● YOUR TASK:
Only the lines from the top of the data through the one with "without cross term." are to be written out, each exactly as it stands.

Source data
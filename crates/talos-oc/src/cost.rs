//! Cost term interfaces and quadratic reference costs.
//!
//! Soft constraints are expressed as cost terms too; the problem keeps them
//! in separate collections so they can be weighted or toggled independently.

use nalgebra::{DMatrix, DVector};
use talos_core::ScalarFunctionQuadraticApproximation;

use crate::precomputation::PreComputation;

/// Cost `L(t, x, u)` of an intermediate node.
pub trait StateInputCost: Send + Sync {
    fn is_active(&self, _time: f64) -> bool {
        true
    }

    fn value(
        &self,
        time: f64,
        state: &DVector<f64>,
        input: &DVector<f64>,
        pre_computation: &dyn PreComputation,
    ) -> f64;

    /// Second-order model with `(nx, nu)` shaped blocks.
    fn quadratic_approximation(
        &self,
        time: f64,
        state: &DVector<f64>,
        input: &DVector<f64>,
        pre_computation: &dyn PreComputation,
    ) -> ScalarFunctionQuadraticApproximation;
}

/// State-only cost `Φ(t, x)`, used at every node kind.
pub trait StateCost: Send + Sync {
    fn is_active(&self, _time: f64) -> bool {
        true
    }

    fn value(&self, time: f64, state: &DVector<f64>, pre_computation: &dyn PreComputation) -> f64;

    /// Second-order model; input blocks must be empty (`nu = None`).
    fn quadratic_approximation(
        &self,
        time: f64,
        state: &DVector<f64>,
        pre_computation: &dyn PreComputation,
    ) -> ScalarFunctionQuadraticApproximation;
}

// ---------------------------------------------------------------------------
// QuadraticStateInputCost
// ---------------------------------------------------------------------------

/// `½δxᵀQδx + ½δuᵀRδu + δuᵀPδx` around a nominal `(x̄, ū)`.
#[derive(Clone, Debug, PartialEq)]
pub struct QuadraticStateInputCost {
    pub q: DMatrix<f64>,
    pub r: DMatrix<f64>,
    /// Cross term (`nu x nx`).
    pub p: DMatrix<f64>,
    pub x_nominal: DVector<f64>,
    pub u_nominal: DVector<f64>,
}

impl QuadraticStateInputCost {
    /// Cost around the origin without cross term.
    pub fn new(q: DMatrix<f64>, r: DMatrix<f64>) -> Self {
        let nx = q.nrows();
        let nu = r.nrows();
        Self {
            q,
            r,
            p: DMatrix::zeros(nu, nx),
            x_nominal: DVector::zeros(nx),
            u_nominal: DVector::zeros(nu),
        }
    }

    #[must_use]
    pub fn with_cross_term(mut self, p: DMatrix<f64>) -> Self {
        self.p = p;
        self
    }

    #[must_use]
    pub fn with_nominal(mut self, x_nominal: DVector<f64>, u_nominal: DVector<f64>) -> Self {
        self.x_nominal = x_nominal;
        self.u_nominal = u_nominal;
        self
    }

    fn deviation(&self, state: &DVector<f64>, input: &DVector<f64>) -> (DVector<f64>, DVector<f64>) {
        (state - &self.x_nominal, input - &self.u_nominal)
    }
}

impl StateInputCost for QuadraticStateInputCost {
    fn value(
        &self,
        _time: f64,
        state: &DVector<f64>,
        input: &DVector<f64>,
        _pre_computation: &dyn PreComputation,
    ) -> f64 {
        let (dx, du) = self.deviation(state, input);
        0.5 * dx.dot(&(&self.q * &dx)) + 0.5 * du.dot(&(&self.r * &du)) + du.dot(&(&self.p * &dx))
    }

    fn quadratic_approximation(
        &self,
        time: f64,
        state: &DVector<f64>,
        input: &DVector<f64>,
        pre_computation: &dyn PreComputation,
    ) -> ScalarFunctionQuadraticApproximation {
        let (dx, du) = self.deviation(state, input);
        ScalarFunctionQuadraticApproximation {
            f: self.value(time, state, input, pre_computation),
            dfdx: &self.q * &dx + self.p.transpose() * &du,
            dfdu: &self.r * &du + &self.p * &dx,
            dfdxx: self.q.clone(),
            dfdux: self.p.clone(),
            dfduu: self.r.clone(),
        }
    }
}

// ---------------------------------------------------------------------------
// QuadraticStateCost
// ---------------------------------------------------------------------------

/// `½δxᵀQδx` around a nominal state.
#[derive(Clone, Debug, PartialEq)]
pub struct QuadraticStateCost {
    pub q: DMatrix<f64>,
    pub x_nominal: DVector<f64>,
}

impl QuadraticStateCost {
    pub fn new(q: DMatrix<f64>) -> Self {
        let nx = q.nrows();
        Self {
            q,
            x_nominal: DVector::zeros(nx),
        }
    }

    #[must_use]
    pub fn with_nominal(mut self, x_nominal: DVector<f64>) -> Self {
        self.x_nominal = x_nominal;
        self
    }
}

impl StateCost for QuadraticStateCost {
    fn value(&self, _time: f64, state: &DVector<f64>, _pre_computation: &dyn PreComputation) -> f64 {
        let dx = state - &self.x_nominal;
        0.5 * dx.dot(&(&self.q * &dx))
    }

    fn quadratic_approximation(
        &self,
        _time: f64,
        state: &DVector<f64>,
        _pre_computation: &dyn PreComputation,
    ) -> ScalarFunctionQuadraticApproximation {
        let dx = state - &self.x_nominal;
        let mut approx = ScalarFunctionQuadraticApproximation::zero(state.len(), None);
        approx.dfdx = &self.q * &dx;
        approx.f = 0.5 * dx.dot(&approx.dfdx);
        approx.dfdxx.copy_from(&self.q);
        approx
    }
}
use thiserror::Error;

/// Dense linear-algebra failures.
///
/// Copy + plain data for cheap propagation out of hot paths.
#[derive(Debug, Clone, Copy, PartialEq, Error)]
pub enum LinalgError {
    #[error("Matrix is not square: {rows}x{cols}")]
    NotSquare { rows: usize, cols: usize },

    #[error("Symmetric eigen-decomposition did not converge")]
    EigenDecompositionFailed,

    #[error("Cholesky modification failed after {attempts} attempts (last shift {last_shift})")]
    CholeskyModificationFailed { attempts: usize, last_shift: f64 },
}

#[cfg(test)]
mod tests {
    use super::*;

    #[test]
    fn linalg_error_is_copy() {
        let err = LinalgError::NotSquare { rows: 2, cols: 1 };
        let err2 = err;
        assert_eq!(err, err2);
    }

    #[test]
    fn linalg_error_display_messages() {
        assert_eq!(
            LinalgError::NotSquare { rows: 2, cols: 3 }.to_string(),
            "Matrix is not square: 2x3"
        );
        assert_eq!(
            LinalgError::EigenDecompositionFailed.to_string(),
            "Symmetric eigen-decomposition did not converge"
        );
        assert_eq!(
            LinalgError::CholeskyModificationFailed {
                attempts: 64,
                last_shift: 0.5
            }
            .to_string(),
            "Cholesky modification failed after 64 attempts (last shift 0.5)"
        );
    }
}
//! Dimension and positive-semi-definiteness diagnostics.
//!
//! Every check returns a human-readable report, one line per problem, and an
//! empty string when the data is valid. Nothing here panics or returns an
//! error: callers decide whether a non-empty report is fatal. The checks
//! allocate and compute spectra, so keep them out of real-time paths.

use std::fmt::Write as _;

use nalgebra::DMatrix;

use crate::linalg;
use crate::types::{
    ScalarFunctionLinearApproximation, ScalarFunctionQuadraticApproximation,
    VectorFunctionLinearApproximation, VectorFunctionQuadraticApproximation,
};

/// Relative tolerance of the self-adjointness test.
pub const SYMMETRY_TOLERANCE: f64 = 1e-6;

// ---------------------------------------------------------------------------
// Size checks
// ---------------------------------------------------------------------------

/// Shape check for scalar-valued Taylor models.
pub trait SizeCheck {
    /// Append one line per mismatching block to `errors`.
    fn size_errors(&self, state_dim: usize, input_dim: usize, data_name: &str, errors: &mut String);
}

/// Shape check for vector-valued Taylor models.
pub trait VectorSizeCheck {
    /// Append one line per mismatching block to `errors`.
    fn size_errors(
        &self,
        vector_dim: usize,
        state_dim: usize,
        input_dim: usize,
        data_name: &str,
        errors: &mut String,
    );
}

/// Verify every block of a scalar model against `(state_dim, input_dim)`.
pub fn check_size<T: SizeCheck + ?Sized>(
    state_dim: usize,
    input_dim: usize,
    data: &T,
    data_name: &str,
) -> String {
    let mut errors = String::new();
    data.size_errors(state_dim, input_dim, data_name, &mut errors);
    errors
}

/// Verify every block of a vector model against `(vector_dim, state_dim, input_dim)`.
pub fn check_vector_size<T: VectorSizeCheck + ?Sized>(
    vector_dim: usize,
    state_dim: usize,
    input_dim: usize,
    data: &T,
    data_name: &str,
) -> String {
    let mut errors = String::new();
    data.size_errors(vector_dim, state_dim, input_dim, data_name, &mut errors);
    errors
}

impl SizeCheck for ScalarFunctionLinearApproximation {
    fn size_errors(&self, state_dim: usize, input_dim: usize, data_name: &str, errors: &mut String) {
        if self.dfdx.len() != state_dim {
            let _ = writeln!(errors, "{data_name}.dfdx.len() != {state_dim}");
        }
        if self.dfdu.len() != input_dim {
            let _ = writeln!(errors, "{data_name}.dfdu.len() != {input_dim}");
        }
    }
}

impl SizeCheck for ScalarFunctionQuadraticApproximation {
    fn size_errors(&self, state_dim: usize, input_dim: usize, data_name: &str, errors: &mut String) {
        if self.dfdx.len() != state_dim {
            let _ = writeln!(errors, "{data_name}.dfdx.len() != {state_dim}");
        }
        if self.dfdxx.nrows() != state_dim {
            let _ = writeln!(errors, "{data_name}.dfdxx.nrows() != {state_dim}");
        }
        if self.dfdxx.ncols() != state_dim {
            let _ = writeln!(errors, "{data_name}.dfdxx.ncols() != {state_dim}");
        }
        if self.dfdu.len() != input_dim {
            let _ = writeln!(errors, "{data_name}.dfdu.len() != {input_dim}");
        }
        if self.dfduu.nrows() != input_dim {
            let _ = writeln!(errors, "{data_name}.dfduu.nrows() != {input_dim}");
        }
        if self.dfduu.ncols() != input_dim {
            let _ = writeln!(errors, "{data_name}.dfduu.ncols() != {input_dim}");
        }
        if self.dfdux.nrows() != input_dim {
            let _ = writeln!(errors, "{data_name}.dfdux.nrows() != {input_dim}");
        }
        // Input-less models may carry either a 0x0 or a 0xnx block here.
        if self.dfdux.ncols() != state_dim && input_dim > 0 {
            let _ = writeln!(errors, "{data_name}.dfdux.ncols() != {state_dim}");
        }
    }
}

fn vector_linear_size_errors(
    f_len: usize,
    dfdx: &DMatrix<f64>,
    dfdu: &DMatrix<f64>,
    (vector_dim, state_dim, input_dim): (usize, usize, usize),
    data_name: &str,
    errors: &mut String,
) {
    if f_len != vector_dim {
        let _ = writeln!(errors, "{data_name}.f.len() != {vector_dim}");
    }
    if vector_dim > 0 && dfdx.nrows() != vector_dim {
        let _ = writeln!(errors, "{data_name}.dfdx.nrows() != {vector_dim}");
    }
    if vector_dim > 0 && dfdx.ncols() != state_dim {
        let _ = writeln!(errors, "{data_name}.dfdx.ncols() != {state_dim}");
    }
    if vector_dim > 0 && input_dim > 0 && dfdu.nrows() != vector_dim {
        let _ = writeln!(errors, "{data_name}.dfdu.nrows() != {vector_dim}");
    }
    if vector_dim > 0 && input_dim > 0 && dfdu.ncols() != input_dim {
        let _ = writeln!(errors, "{data_name}.dfdu.ncols() != {input_dim}");
    }
}

impl VectorSizeCheck for VectorFunctionLinearApproximation {
    fn size_errors(
        &self,
        vector_dim: usize,
        state_dim: usize,
        input_dim: usize,
        data_name: &str,
        errors: &mut String,
    ) {
        vector_linear_size_errors(
            self.f.len(),
            &self.dfdx,
            &self.dfdu,
            (vector_dim, state_dim, input_dim),
            data_name,
            errors,
        );
    }
}

impl VectorSizeCheck for VectorFunctionQuadraticApproximation {
    fn size_errors(
        &self,
        vector_dim: usize,
        state_dim: usize,
        input_dim: usize,
        data_name: &str,
        errors: &mut String,
    ) {
        vector_linear_size_errors(
            self.f.len(),
            &self.dfdx,
            &self.dfdu,
            (vector_dim, state_dim, input_dim),
            data_name,
            errors,
        );
        for (label, blocks) in [
            ("dfdxx", &self.dfdxx),
            ("dfdux", &self.dfdux),
            ("dfduu", &self.dfduu),
        ] {
            if blocks.len() != vector_dim {
                let _ = writeln!(errors, "{data_name}.{label}.len() != {vector_dim}");
            }
        }
        for (i, m) in self.dfdxx.iter().enumerate() {
            if m.shape() != (state_dim, state_dim) {
                let _ = writeln!(errors, "{data_name}.dfdxx[{i}] is not {state_dim}x{state_dim}");
            }
        }
        if input_dim > 0 {
            for (i, m) in self.dfdux.iter().enumerate() {
                if m.shape() != (input_dim, state_dim) {
                    let _ = writeln!(errors, "{data_name}.dfdux[{i}] is not {input_dim}x{state_dim}");
                }
            }
            for (i, m) in self.dfduu.iter().enumerate() {
                if m.shape() != (input_dim, input_dim) {
                    let _ = writeln!(errors, "{data_name}.dfduu[{i}] is not {input_dim}x{input_dim}");
                }
            }
        }
    }
}

// ---------------------------------------------------------------------------
// PSD checks
// ---------------------------------------------------------------------------

/// Positive-semi-definiteness check.
pub trait PsdCheck {
    /// Append one line per detected problem to `errors`.
    fn psd_errors(&self, data_name: &str, errors: &mut String);
}

/// Report non-finite entries, asymmetry and negative curvature of `data`.
pub fn check_being_psd<T: PsdCheck + ?Sized>(data: &T, data_name: &str) -> String {
    let mut errors = String::new();
    data.psd_errors(data_name, &mut errors);
    errors
}

impl PsdCheck for DMatrix<f64> {
    fn psd_errors(&self, data_name: &str, errors: &mut String) {
        if self.is_empty() {
            return;
        }

        let finite = linalg::all_finite(self);
        if !finite {
            let _ = writeln!(errors, "{data_name} is not finite.");
        }

        if !self.is_square() {
            let _ = writeln!(errors, "{data_name} is not a square matrix.");
            return;
        }

        if !linalg::is_approx(self, &self.transpose(), SYMMETRY_TOLERANCE) {
            let _ = writeln!(errors, "{data_name} is not self-adjoint.");
        }

        // The spectrum of a matrix with NaN/Inf entries is meaningless.
        if !finite {
            return;
        }
        match linalg::symmetric_eigenvalues(self) {
            Ok(lambda) => {
                let min_eigenvalue = lambda.min();
                if min_eigenvalue < -f64::EPSILON {
                    let _ = writeln!(
                        errors,
                        "{data_name} is not PSD. Its smallest eigenvalue is {min_eigenvalue}."
                    );
                }
            }
            Err(err) => {
                let _ = writeln!(errors, "{data_name}: {err}.");
            }
        }
    }
}

impl PsdCheck for ScalarFunctionQuadraticApproximation {
    fn psd_errors(&self, data_name: &str, errors: &mut String) {
        if !self.f.is_finite() {
            let _ = writeln!(errors, "{data_name} is not finite.");
        }
        if !self.dfdx.iter().all(|v| v.is_finite()) {
            let _ = writeln!(errors, "{data_name} first derivative w.r.t. state is not finite.");
        }
        if !self.dfdu.iter().all(|v| v.is_finite()) {
            let _ = writeln!(errors, "{data_name} first derivative w.r.t. input is not finite.");
        }
        if !linalg::all_finite(&self.dfdux) {
            let _ = writeln!(
                errors,
                "{data_name} second derivative w.r.t. input-state is not finite."
            );
        }

        self.dfdxx
            .psd_errors(&format!("{data_name} second derivative w.r.t. state"), errors);
        self.dfduu
            .psd_errors(&format!("{data_name} second derivative w.r.t. input"), errors);
    }
}

// ---------------------------------------------------------------------------
// Tests
// ---------------------------------------------------------------------------
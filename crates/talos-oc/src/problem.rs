//! Optimal-control problem definition.

use crate::collection::TermCollection;
use crate::constraint::{StateConstraint, StateInputConstraint};
use crate::cost::{StateCost, StateInputCost};
use crate::dynamics::SystemDynamics;
use crate::lagrangian::{StateAugmentedLagrangian, StateInputAugmentedLagrangian};
use crate::precomputation::{NoPreComputation, PreComputation};

/// Every term of a hybrid optimal-control problem, grouped by node kind.
///
/// ```text
/// intermediate:  cost, soft_constraint, state_cost, state_soft_constraint,
///                equality/inequality constraints and Lagrangians
/// pre-jump:      pre_jump_* (state only)
/// final:         final_*    (state only)
/// ```
pub struct OptimalControlProblem {
    // -- intermediate --
    pub cost: TermCollection<dyn StateInputCost>,
    pub soft_constraint: TermCollection<dyn StateInputCost>,
    pub state_cost: TermCollection<dyn StateCost>,
    pub state_soft_constraint: TermCollection<dyn StateCost>,
    pub equality_constraint: TermCollection<dyn StateInputConstraint>,
    pub state_equality_constraint: TermCollection<dyn StateConstraint>,
    pub inequality_constraint: TermCollection<dyn StateInputConstraint>,
    pub state_inequality_constraint: TermCollection<dyn StateConstraint>,
    pub equality_lagrangian: TermCollection<dyn StateInputAugmentedLagrangian>,
    pub state_equality_lagrangian: TermCollection<dyn StateAugmentedLagrangian>,
    pub inequality_lagrangian: TermCollection<dyn StateInputAugmentedLagrangian>,
    pub state_inequality_lagrangian: TermCollection<dyn StateAugmentedLagrangian>,

    // -- pre-jump --
    pub pre_jump_cost: TermCollection<dyn StateCost>,
    pub pre_jump_soft_constraint: TermCollection<dyn StateCost>,
    pub pre_jump_equality_constraint: TermCollection<dyn StateConstraint>,
    pub pre_jump_inequality_constraint: TermCollection<dyn StateConstraint>,
    pub pre_jump_equality_lagrangian: TermCollection<dyn StateAugmentedLagrangian>,
    pub pre_jump_inequality_lagrangian: TermCollection<dyn StateAugmentedLagrangian>,

    // -- final --
    pub final_cost: TermCollection<dyn StateCost>,
    pub final_soft_constraint: TermCollection<dyn StateCost>,
    pub final_equality_constraint: TermCollection<dyn StateConstraint>,
    pub final_inequality_constraint: TermCollection<dyn StateConstraint>,
    pub final_equality_lagrangian: TermCollection<dyn StateAugmentedLagrangian>,
    pub final_inequality_lagrangian: TermCollection<dyn StateAugmentedLagrangian>,

    pub dynamics: Box<dyn SystemDynamics>,
    pub pre_computation: Box<dyn PreComputation>,
}

impl OptimalControlProblem {
    /// Problem with the given dynamics, no terms and a no-op cache.
    pub fn new(dynamics: Box<dyn SystemDynamics>) -> Self {
        Self {
            cost: TermCollection::new(),
            soft_constraint: TermCollection::new(),
            state_cost: TermCollection::new(),
            state_soft_constraint: TermCollection::new(),
            equality_constraint: TermCollection::new(),
            state_equality_constraint: TermCollection::new(),
            inequality_constraint: TermCollection::new(),
            state_inequality_constraint: TermCollection::new(),
            equality_lagrangian: TermCollection::new(),
            state_equality_lagrangian: TermCollection::new(),
            inequality_lagrangian: TermCollection::new(),
            state_inequality_lagrangian: TermCollection::new(),
            pre_jump_cost: TermCollection::new(),
            pre_jump_soft_constraint: TermCollection::new(),
            pre_jump_equality_constraint: TermCollection::new(),
            pre_jump_inequality_constraint: TermCollection::new(),
            pre_jump_equality_lagrangian: TermCollection::new(),
            pre_jump_inequality_lagrangian: TermCollection::new(),
            final_cost: TermCollection::new(),
            final_soft_constraint: TermCollection::new(),
            final_equality_constraint: TermCollection::new(),
            final_inequality_constraint: TermCollection::new(),
            final_equality_lagrangian: TermCollection::new(),
            final_inequality_lagrangian: TermCollection::new(),
            dynamics,
            pre_computation: Box::new(NoPreComputation),
        }
    }

    /// Replace the shared precomputation cache.
    #[must_use]
    pub fn with_pre_computation(mut self, pre_computation: Box<dyn PreComputation>) -> Self {
        self.pre_computation = pre_computation;
        self
    }
}

#[cfg(test)]
mod tests {
    use super::*;
    use crate::dynamics::LinearSystemDynamics;
    use nalgebra::DMatrix;

    #[test]
    fn new_problem_is_empty() {
        let dynamics = LinearSystemDynamics::new(DMatrix::zeros(2, 2), DMatrix::zeros(2, 1));
        let problem = OptimalControlProblem::new(Box::new(dynamics));
        assert!(problem.cost.is_empty());
        assert!(problem.final_inequality_lagrangian.is_empty());
        assert!(problem.pre_computation.as_any().is::<NoPreComputation>());
    }
}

● REPLY:
filename crates/talos-oc/src/cost.rs
//! Cost term interfaces and quadratic reference costs.
//!
//! Soft constraints are expressed as cost terms too; the problem keeps them
//! in separate collections so they can be weighted or toggled independently.

use nalgebra::{DMatrix, DVector};
use talos_core::ScalarFunctionQuadraticApproximation;

use crate::precomputation::PreComputation;

/// Cost `L(t, x, u)` of an intermediate node.
pub trait StateInputCost: Send + Sync {
    fn is_active(&self, _time: f64) -> bool {
        true
    }

    fn value(
        &self,
        time: f64,
        state: &DVector<f64>,
        input: &DVector<f64>,
        pre_computation: &dyn PreComputation,
    ) -> f64;

    /// Second-order model with `(nx, nu)` shaped blocks.
    fn quadratic_approximation(
        &self,
        time: f64,
        state: &DVector<f64>,
        input: &DVector<f64>,
        pre_computation: &dyn PreComputation,
    ) -> ScalarFunctionQuadraticApproximation;
}

/// State-only cost `Φ(t, x)`, used at every node kind.
pub trait StateCost: Send + Sync {
    fn is_active(&self, _time: f64) -> bool {
        true
    }

    fn value(&self, time: f64, state: &DVector<f64>, pre_computation: &dyn PreComputation) -> f64;

    /// Second-order model; input blocks must be empty (`nu = None`).
    fn quadratic_approximation(
        &self,
        time: f64,
        state: &DVector<f64>,
        pre_computation: &dyn PreComputation,
    ) -> ScalarFunctionQuadraticApproximation;
}

// ---------------------------------------------------------------------------
// QuadraticStateInputCost
// ---------------------------------------------------------------------------

/// `½δxᵀQδx + ½δuᵀRδu + δuᵀPδx` around a nominal `(x̄, ū)`.
#[derive(Clone, Debug, PartialEq)]
pub struct QuadraticStateInputCost {
    pub q: DMatrix<f64>,
    pub r: DMatrix<f64>,
    /// Cross term (`nu x nx`).
    pub p: DMatrix<f64>,
    pub x_nominal: DVector<f64>,
    pub u_nominal: DVector<f64>,
}

impl QuadraticStateInputCost {
    /// Cost around the origin without cross term.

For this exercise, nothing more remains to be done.